## Task brief
Would you please report how many lines of the listing contain "TaskDomain"? Reply with that number only.

## The input
·····

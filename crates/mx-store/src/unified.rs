//! Unified tasks: cross-cutting work items, optionally mirrored to GitHub.
//!
//! There is no separate per-session task table; session-scoped work is a
//! unified task with `domain = 'session'`.

use chrono::Utc;
use mx_core::types::{
    GithubSyncStatus, TaskDomain, TaskPriority, UnifiedTask, UnifiedTaskStatus,
};

use crate::{enum_from_sql, enum_to_sql, parse_ts, Result, Store, StoreError};

const UNIFIED_COLUMNS: &str = "id, title, description, domain, priority, status,
    github_issue_number, github_issue_url, github_repo, github_sync_status,
    session_id, agent_id, project_path, created_at, updated_at";

/// Fields for creating a unified task; id and sync status are stamped by the
/// store.
#[derive(Debug, Clone)]
pub struct NewUnifiedTask {
    pub title: String,
    pub description: Option<String>,
    pub domain: TaskDomain,
    pub priority: TaskPriority,
    pub session_id: Option<String>,
    pub agent_id: Option<i64>,
    pub project_path: Option<String>,
    pub github_issue_number: Option<i64>,
}

impl Store {
    pub async fn create_unified_task(&self, new: NewUnifiedTask) -> Result<UnifiedTask> {
        let sync = UnifiedTask::initial_sync_status(new.domain, new.github_issue_number);
        let domain = enum_to_sql(&new.domain);
        let priority = enum_to_sql(&new.priority);
        let sync_str = enum_to_sql(&sync);
        let now = Utc::now().to_rfc3339();
        let id: i64 = self
            .conn()
            .call(move |conn| {
                let id = conn.query_row(
                    "INSERT INTO unified_tasks (title, description, domain, priority, status,
                        github_issue_number, github_sync_status, session_id, agent_id,
                        project_path, created_at, updated_at)
                     VALUES (?1,?2,?3,?4,'pending',?5,?6,?7,?8,?9,?10,?10)
                     RETURNING id",
                    rusqlite::params![
                        new.title,
                        new.description,
                        domain,
                        priority,
                        new.github_issue_number,
                        sync_str,
                        new.session_id,
                        new.agent_id,
                        new.project_path,
                        now,
                    ],
                    |r| r.get(0),
                )?;
                Ok(id)
            })
            .await?;
        self.get_unified_task(id)
            .await?
            .ok_or_else(|| StoreError::not_found("unified_task", id.to_string()))
    }

    pub async fn get_unified_task(&self, id: i64) -> Result<Option<UnifiedTask>> {
        self.conn()
            .call(move |conn| {
                let mut stmt = conn.prepare(&format!(
                    "SELECT {UNIFIED_COLUMNS} FROM unified_tasks WHERE id = ?1"
                ))?;
                let mut rows = stmt.query(rusqlite::params![id])?;
                match rows.next()? {
                    Some(row) => Ok(Some(row_to_unified(row)?)),
                    None => Ok(None),
                }
            })
            .await
            .map_err(StoreError::from)
    }

    pub async fn set_unified_status(&self, id: i64, status: UnifiedTaskStatus) -> Result<()> {
        let status = enum_to_sql(&status);
        let now = Utc::now().to_rfc3339();
        let changed = self
            .conn()
            .call(move |conn| {
                Ok(conn.execute(
                    "UPDATE unified_tasks SET status = ?1, updated_at = ?2 WHERE id = ?3",
                    rusqlite::params![status, now, id],
                )?)
            })
            .await?;
        if changed == 0 {
            return Err(StoreError::not_found("unified_task", id.to_string()));
        }
        Ok(())
    }

    /// Record the result of a GitHub sync attempt.
    pub async fn set_github_linkage(
        &self,
        id: i64,
        issue_number: Option<i64>,
        issue_url: Option<String>,
        repo: Option<String>,
        sync_status: GithubSyncStatus,
    ) -> Result<()> {
        let sync = enum_to_sql(&sync_status);
        let now = Utc::now().to_rfc3339();
        let changed = self
            .conn()
            .call(move |conn| {
                Ok(conn.execute(
                    "UPDATE unified_tasks
                     SET github_issue_number = COALESCE(?1, github_issue_number),
                         github_issue_url = COALESCE(?2, github_issue_url),
                         github_repo = COALESCE(?3, github_repo),
                         github_sync_status = ?4,
                         updated_at = ?5
                     WHERE id = ?6",
                    rusqlite::params![issue_number, issue_url, repo, sync, now, id],
                )?)
            })
            .await?;
        if changed == 0 {
            return Err(StoreError::not_found("unified_task", id.to_string()));
        }
        Ok(())
    }

    /// System-domain tasks still waiting for an external sync.
    pub async fn unified_tasks_pending_sync(&self) -> Result<Vec<UnifiedTask>> {
        self.conn()
            .call(|conn| {
                let mut stmt = conn.prepare(&format!(
                    "SELECT {UNIFIED_COLUMNS} FROM unified_tasks
                     WHERE domain = 'system' AND github_sync_status = 'pending'
                     ORDER BY created_at ASC"
                ))?;
                let mut rows = stmt.query([])?;
                let mut out = Vec::new();
                while let Some(row) = rows.next()? {
                    out.push(row_to_unified(row)?);
                }
                Ok(out)
            })
            .await
            .map_err(StoreError::from)
    }

    /// Cascading rollup: flip the unified task to `done` iff every mission
    /// referencing it is terminal and at least one completed. Returns true
    /// when the flip happened in this call.
    pub async fn rollup_unified(&self, unified_id: i64) -> Result<bool> {
        let now = Utc::now().to_rfc3339();
        self.conn()
            .call(move |conn| {
                let tx = conn
                    .transaction_with_behavior(rusqlite::TransactionBehavior::Immediate)?;
                let (non_terminal, completed): (i64, i64) = tx.query_row(
                    "SELECT
                        COUNT(*) FILTER (WHERE status NOT IN ('completed','failed','cancelled')),
                        COUNT(*) FILTER (WHERE status = 'completed')
                     FROM missions WHERE unified_task_id = ?1",
                    rusqlite::params![unified_id],
                    |r| Ok((r.get(0)?, r.get(1)?)),
                )?;
                let flipped = if non_terminal == 0 && completed >= 1 {
                    tx.execute(
                        "UPDATE unified_tasks SET status = 'done', updated_at = ?1
                         WHERE id = ?2 AND status != 'done'",
                        rusqlite::params![now, unified_id],
                    )? > 0
                } else {
                    false
                };
                tx.commit()?;
                Ok(flipped)
            })
            .await
            .map_err(StoreError::from)
    }

    pub async fn list_unified_tasks(&self, domain: Option<TaskDomain>) -> Result<Vec<UnifiedTask>> {
        let domain_str = domain.map(|d| enum_to_sql(&d));
        self.conn()
            .call(move |conn| {
                let mut sql = format!("SELECT {UNIFIED_COLUMNS} FROM unified_tasks WHERE 1=1");
                let mut params: Vec<Box<dyn rusqlite::types::ToSql + Send>> = Vec::new();
                if let Some(d) = domain_str {
                    sql.push_str(" AND domain = ?");
                    params.push(Box::new(d));
                }
                sql.push_str(" ORDER BY created_at ASC");
                let mut stmt = conn.prepare(&sql)?;
                let mut rows = stmt.query(rusqlite::params_from_iter(
                    params.iter().map(|p| p.as_ref() as &dyn rusqlite::types::ToSql),
                ))?;
                let mut out = Vec::new();
                while let Some(row) = rows.next()? {
                    out.push(row_to_unified(row)?);
                }
                Ok(out)
            })
            .await
            .map_err(StoreError::from)
    }
}

fn row_to_unified(row: &rusqlite::Row<'_>) -> rusqlite::Result<UnifiedTask> {
    let domain_str: String = row.get(3)?;
    let priority_str: String = row.get(4)?;
    let status_str: String = row.get(5)?;
    let sync_str: String = row.get(9)?;
    let created_at: String = row.get(13)?;
    let updated_at: String = row.get(14)?;

    let domain: TaskDomain = enum_from_sql(&domain_str);
    Ok(UnifiedTask {
        id: row.get(0)?,
        title: row.get(1)?,
        description: row.get(2)?,
        domain,
        priority: enum_from_sql(&priority_str),
        status: enum_from_sql(&status_str),
        github_issue_number: row.get(6)?,
        github_issue_url: row.get(7)?,
        github_repo: row.get(8)?,
        github_sync_status: enum_from_sql(&sync_str),
        session_id: row.get(10)?,
        agent_id: row.get(11)?,
        project_path: row.get(12)?,
        created_at: parse_ts(&created_at),
        updated_at: parse_ts(&updated_at),
    })
}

·····

## Solved problem
4